OWENS WANTS CIVILIANS TO WATCH ARMY RESEARCH

Published: Tuesday, May 16 1989 12:00 a.m. MDT

Rep. Wayne Owens, D-Utah, continues to battle the Army over germ warfare research secrecy - this time calling for a civilian agency to oversee Army medical research.

Owens introduced a bill Tuesday to give the civilian National Institutes of Health responsibility for germ warfare defense research, including developing and testing new vaccines and antidotes for germ-warfare attacks.The Army currently performs such research itself, mainly at Fort Detrick and the Aberdeen Proving Ground, both in Maryland.
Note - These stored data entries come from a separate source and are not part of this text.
//! Interaction and Sensitivity Engine
//!
//! # Key Components
//!
//! - [`interaction_matrix`]: Jacobian of the per-capita growth rate, `A[i, j]` is the effect
//!   of species `j` on the per-capita growth of species `i`
//! - [`sensitivity_matrix`]: `S = -A⁻¹`, the equilibrium biomass response of species `i` to
//!   a sustained unit increase of the mortality of species `j`
//! - [`sensitivity_from_interaction`]: The inversion step on its own, for callers that already
//!   hold an interaction matrix
//!
//! Both matrices are density dependent and are recomputed on every call.
//!
//! Before inverting, the reciprocal condition number `σ_min / σ_max` of `A` is estimated from
//! its singular values. Matrices whose reciprocal condition number falls below
//! [`SINGULARITY_TOLERANCE`] are reported as [`AnalysisError::SingularSystem`] instead of
//! yielding a matrix of huge or infinite entries.

use log::debug;
use ndarray::Array2;

use crate::model::EcologicalModel;

use super::{
    error::AnalysisError,
    growth::{check_biomass, GrowthRate},
    jacobian::{CentralDifference, Differentiator},
    linalg::{check_square, to_nalgebra, to_ndarray, DECOMPOSITION_EPS, MAX_ITERATIONS},
};

/// Reciprocal condition number below which the interaction matrix is treated as singular.
pub const SINGULARITY_TOLERANCE: f64 = 1e-12;

/// Per-capita interaction matrix of `model` at `biomass`.
///
/// # Arguments
///
/// * `model` - The ecological model
/// * `biomass` - Biomass vector, one non-negative entry per species
///
/// # Returns
///
/// The `n × n` interaction matrix.
pub fn interaction_matrix<M: EcologicalModel>(
    model: &M,
    biomass: &[f64],
) -> Result<Array2<f64>, AnalysisError> {
    interaction_matrix_with(model, biomass, &CentralDifference)
}

/// Same as [`interaction_matrix`] with a custom [`Differentiator`].
pub fn interaction_matrix_with<M: EcologicalModel, D: Differentiator + ?Sized>(
    model: &M,
    biomass: &[f64],
    differentiator: &D,
) -> Result<Array2<f64>, AnalysisError> {
    check_biomass(model, biomass)?;
    let growth = GrowthRate::new(model);
    differentiator.jacobian(&growth.per_capita(), biomass)
}

/// Sensitivity matrix `S = -A⁻¹` of `model` at `biomass`.
///
/// # Returns
///
/// The sensitivity matrix, [`AnalysisError::SingularSystem`] if the interaction matrix is
/// not invertible or [`AnalysisError::NumericalInstability`] if the decomposition fails.
///
/// # Examples
///
/// ```
/// use ecostability::prelude::*;
///
/// // Species 1 consumes species 0
/// let web = FoodWeb::builder()
///     .attack_rates(vec![vec![0.0, 0.0], vec![1.0, 0.0]])
///     .build()
///     .unwrap();
///
/// let s = sensitivity_matrix(&web, &[0.2, 0.8]).unwrap();
///
/// // More consumer mortality releases the resource
/// assert!(s[[0, 1]] < 0.0);
/// assert!((s[[0, 1]] + 2.0).abs() < 1e-6);
/// ```
pub fn sensitivity_matrix<M: EcologicalModel>(
    model: &M,
    biomass: &[f64],
) -> Result<Array2<f64>, AnalysisError> {
    sensitivity_matrix_with(model, biomass, &CentralDifference)
}

/// Same as [`sensitivity_matrix`] with a custom [`Differentiator`].
pub fn sensitivity_matrix_with<M: EcologicalModel, D: Differentiator + ?Sized>(
    model: &M,
    biomass: &[f64],
    differentiator: &D,
) -> Result<Array2<f64>, AnalysisError> {
    let interaction = interaction_matrix_with(model, biomass, differentiator)?;
    sensitivity_from_interaction(&interaction)
}

/// Computes `-A⁻¹` for an interaction matrix `A`.
pub fn sensitivity_from_interaction(
    interaction: &Array2<f64>,
) -> Result<Array2<f64>, AnalysisError> {
    check_square(interaction, "interaction matrix")?;

    let a = to_nalgebra(interaction);
    let rcond = reciprocal_condition(&a)?;
    debug!("Interaction matrix reciprocal condition number: {rcond:e}");

    if rcond < SINGULARITY_TOLERANCE {
        return Err(AnalysisError::SingularSystem { rcond });
    }

    let inverse = a
        .try_inverse()
        .ok_or(AnalysisError::SingularSystem { rcond })?;

    let sensitivity = to_ndarray(&(-inverse));
    if sensitivity.iter().any(|v| !v.is_finite()) {
        return Err(AnalysisError::NumericalInstability(
            "inverse of the interaction matrix has non-finite entries".to_string(),
        ));
    }

    Ok(sensitivity)
}

/// Ratio of the smallest to the largest singular value, zero for the zero matrix.
fn reciprocal_condition(matrix: &nalgebra::DMatrix<f64>) -> Result<f64, AnalysisError> {
    let svd = matrix
        .clone()
        .try_svd(false, false, DECOMPOSITION_EPS, MAX_ITERATIONS)
        .ok_or_else(|| {
            AnalysisError::NumericalInstability(
                "singular value decomposition did not converge".to_string(),
            )
        })?;

    let max = svd.singular_values.max();
    let min = svd.singular_values.min();

    if max == 0.0 {
        Ok(0.0)
    } else {
        Ok(min / max)
    }
}

#[cfg(test)]
mod tests {
    use approx::assert_relative_eq;
    use ndarray::array;

    use super::*;
    use crate::model::FoodWeb;

    fn chain() -> FoodWeb {
        FoodWeb::builder()
            .attack_rates(vec![vec![0.0, 0.0], vec![1.0, 0.0]])
            .build()
            .unwrap()
    }

    #[test]
    fn test_chain_interaction_matrix() {
        let a = interaction_matrix(&chain(), &[0.2, 0.8]).unwrap();
        let expected = array![[-1.0, -1.0], [0.5, 0.0]];

        for (value, expected) in a.iter().zip(expected.iter()) {
            assert_relative_eq!(*value, *expected, epsilon = 1e-6);
        }
    }

    #[test]
    fn test_chain_sensitivity_matrix() {
        let s = sensitivity_matrix(&chain(), &[0.2, 0.8]).unwrap();
        let expected = array![[0.0, -2.0], [1.0, 2.0]];

        for (value, expected) in s.iter().zip(expected.iter()) {
            assert_relative_eq!(*value, *expected, epsilon = 1e-6);
        }
    }

    #[test]
    fn test_sensitivity_is_negative_inverse() {
        let a = array![[-2.0, 0.5], [0.3, -1.0]];
        let s = sensitivity_from_interaction(&a).unwrap();
        let product = to_ndarray(&(to_nalgebra(&a) * to_nalgebra(&s)));

        assert_relative_eq!(product[[0, 0]], -1.0, epsilon = 1e-12);
        assert_relative_eq!(product[[1, 1]], -1.0, epsilon = 1e-12);
        assert_relative_eq!(product[[0, 1]], 0.0, epsilon = 1e-12);
        assert_relative_eq!(product[[1, 0]], 0.0, epsilon = 1e-12);
    }

    #[test]
    fn test_singular_system() {
        let err = sensitivity_from_interaction(&array![[1.0, 2.0], [2.0, 4.0]]).unwrap_err();
        assert!(err.is_singular());

        let err = sensitivity_from_interaction(&array![[0.0]]).unwrap_err();
        assert!(matches!(err, AnalysisError::SingularSystem { rcond } if rcond == 0.0));
    }

    #[test]
    fn test_singular_model() {
        // A lone producer without self-regulation has no per-capita density dependence
        let web = FoodWeb::builder()
            .attack_rates(vec![vec![0.0]])
            .growth_rates(vec![0.0])
            .build()
            .unwrap();

        let err = sensitivity_matrix(&web, &[1.0]).unwrap_err();
        assert!(err.is_singular());
    }
}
Much of the field testing and additional research is performed at Utah's Dugway Proving Ground.

Under Owens' bill, the NIH could contract with the Army to continue performing research at Dugway, Detrick and Aberdeen, said Owens aide Paul Warenski. A similar bill introduced by Owens in the most recent Congress would not have allowed that.

The new civilian oversight would be designed to reduce secrecy to ensure the Army is not dabbling with outlawed germ-weapon research for offensive purposes, nor creating exotic new germs through genetic engineering to cause disease without cure.

While the Army has repeatedly denied any such exotic research, critics - including professors at the University of Utah and the watchdog group Downwinders - say Army secrecy and a track record of lies make that difficult to believe.

For example, while the Army says its Biological Defense Research Program is open and unclassified, it has not released to the media and watchdog groups the requested details of many of its tests.

Details of some other tests - obtained through Freedom of Information Act requests by the Deseret News and others - have also revealed information that concerns critics.

The Deseret News discovered last year that the Army has likely contaminated a vast stretch of Utah public land - about the size of Washington, D.C., - near, but off the Dugway base with unexploded biologic, chemical and high explosive munitions.

FOIA requests also revealed that thousands of open-air biologic tests at Dugway have likely been conducted in past decades, resulting in spraying hundreds of gallons of highly concentrated germ mixtures over the West Desert.

Critics also say early Army contentions that fallout from nuclear tests in Nevada and claims that Dugway testing was not responsible for the 1969 nerve-gas deaths of 6,000 sheep in Skull Valley turned out to be lies.

Owens has also introduced legislation this year to force the Army to list annually all the biologic agents it is using in research.

He is also scheduled to be the lead witness on Wednesday at a joint hearing before the Senate Armed Forces and Government Affairs committees on biologic warfare. Interest by those committees may help Owens' bill to progress, Warenski said.

He added that Owens became interested in the topic last year during controversy over a proposed new lab at Dugway that would make aerosols out of the deadliest germs known to man to test such things as face masks.

Warenski said Owens worries that controversy arising from secrecy in germ research may create a new germ arms race because other nations might suspect that the United States is trying to develop such new weapons.